In general, like the dinosaurs of Jurassic Park, Life (or business) will find a way. Call it greed or ingenuity, it seems like no matter how much we want to "protect" companies, Genie keeps coming out of the bottle as a new loophole is found.

Bottom

In the United States, our wage demands are much higher than in other parts of the world. It should come as no surprise that corporations are trying to find ways to do more with less investment. It is not the fault of the engineers, they are not the ones taking the jobs of American engineers. In the end, it is the corporations that try to be competitive, lean and sustainable.

People do this in their daily life. People went to corporate Walmart instead of local mom and dad stores as the cost was lower and the service was higher. This led to the disappearance of many small local businesses. Now we go to Amazon for the same reason, which kills the Brick and Mortar stores.

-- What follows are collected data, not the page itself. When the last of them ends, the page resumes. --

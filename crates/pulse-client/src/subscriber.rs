//! The single consumer of a manager's progress stream.
//!
//! Callbacks run on the manager's background task. They must not block;
//! hand work off (e.g. through [`ChannelSubscriber`]) when it is slow.

use std::fmt;

use pulse_core::{ProgressError, ProgressEvent};
use tokio::sync::mpsc;

use crate::state::ConnectionState;

/// Receives progress, errors, and state transitions for one connection.
pub trait ProgressSubscriber: Send + Sync + 'static {
    /// A throttled progress update.
    fn on_progress(&self, event: ProgressEvent);

    /// A failure. Terminal errors (see [`ProgressError::is_terminal`]) mean
    /// no further reconnects will happen until `connect` is called again.
    fn on_error(&self, error: &ProgressError);

    /// The manager moved to a new lifecycle state.
    fn on_state_change(&self, _state: ConnectionState) {}
}

// ─────────────────────────────────────────────────────────────────────────────
// Closure adapter
// ─────────────────────────────────────────────────────────────────────────────

/// Subscriber built from two closures.
pub struct FnSubscriber<P, E> {
    on_progress: P,
    on_error: E,
}

impl<P, E> FnSubscriber<P, E>
where
    P: Fn(ProgressEvent) + Send + Sync + 'static,
    E: Fn(&ProgressError) + Send + Sync + 'static,
{
    /// Wrap the two callbacks.
    pub fn new(on_progress: P, on_error: E) -> Self {
        Self {
            on_progress,
            on_error,
        }
    }
}

impl<P, E> ProgressSubscriber for FnSubscriber<P, E>
where
    P: Fn(ProgressEvent) + Send + Sync + 'static,
    E: Fn(&ProgressError) + Send + Sync + 'static,
{
    fn on_progress(&self, event: ProgressEvent) {
        (self.on_progress)(event);
    }

    fn on_error(&self, error: &ProgressError) {
        (self.on_error)(error);
    }
}

impl<P, E> fmt::Debug for FnSubscriber<P, E> {
    fn fmt(&self, f: &mut fmt::Formatter<'_>) -> fmt::Result {
        f.debug_struct("FnSubscriber").finish_non_exhaustive()
    }
}

// ─────────────────────────────────────────────────────────────────────────────
// Channel adapter
// ─────────────────────────────────────────────────────────────────────────────

/// Everything a [`ChannelSubscriber`] forwards.
#[derive(Clone, Debug, PartialEq)]
pub enum SubscriberEvent {
    /// From [`ProgressSubscriber::on_progress`].
    Progress(ProgressEvent),
    /// From [`ProgressSubscriber::on_error`].
    Error(ProgressError),
    /// From [`ProgressSubscriber::on_state_change`].
    State(ConnectionState),
}

/// Subscriber that forwards every callback into an unbounded channel.
///
/// Sends after the receiver is dropped are discarded.
#[derive(Clone, Debug)]
pub struct ChannelSubscriber {
    tx: mpsc::UnboundedSender<SubscriberEvent>,
}

impl ChannelSubscriber {
    /// Create the subscriber and the receiving end.
    #[must_use]
    pub fn new() -> (Self, mpsc::UnboundedReceiver<SubscriberEvent>) {
        let (tx, rx) = mpsc::unbounded_channel();
        (Self { tx }, rx)
    }
}

impl ProgressSubscriber for ChannelSubscriber {
    fn on_progress(&self, event: ProgressEvent) {
        let _ = self.tx.send(SubscriberEvent::Progress(event));
    }

    fn on_error(&self, error: &ProgressError) {
        let _ = self.tx.send(SubscriberEvent::Error(error.clone()));
    }

    fn on_state_change(&self, state: ConnectionState) {
        let _ = self.tx.send(SubscriberEvent::State(state));
    }
}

Why would we expect corporations to act differently? It is the inevitable evolution of the market.

While this may seem like an advertisement, especially to people who are directly affected, being able to use lower cost resources has allowed the companies I have been involved with to try things that they could never have afforded with "normal" salaries. I have seen this behavior with startups where they can accelerate what they could not otherwise do by taking advantage of the global economy.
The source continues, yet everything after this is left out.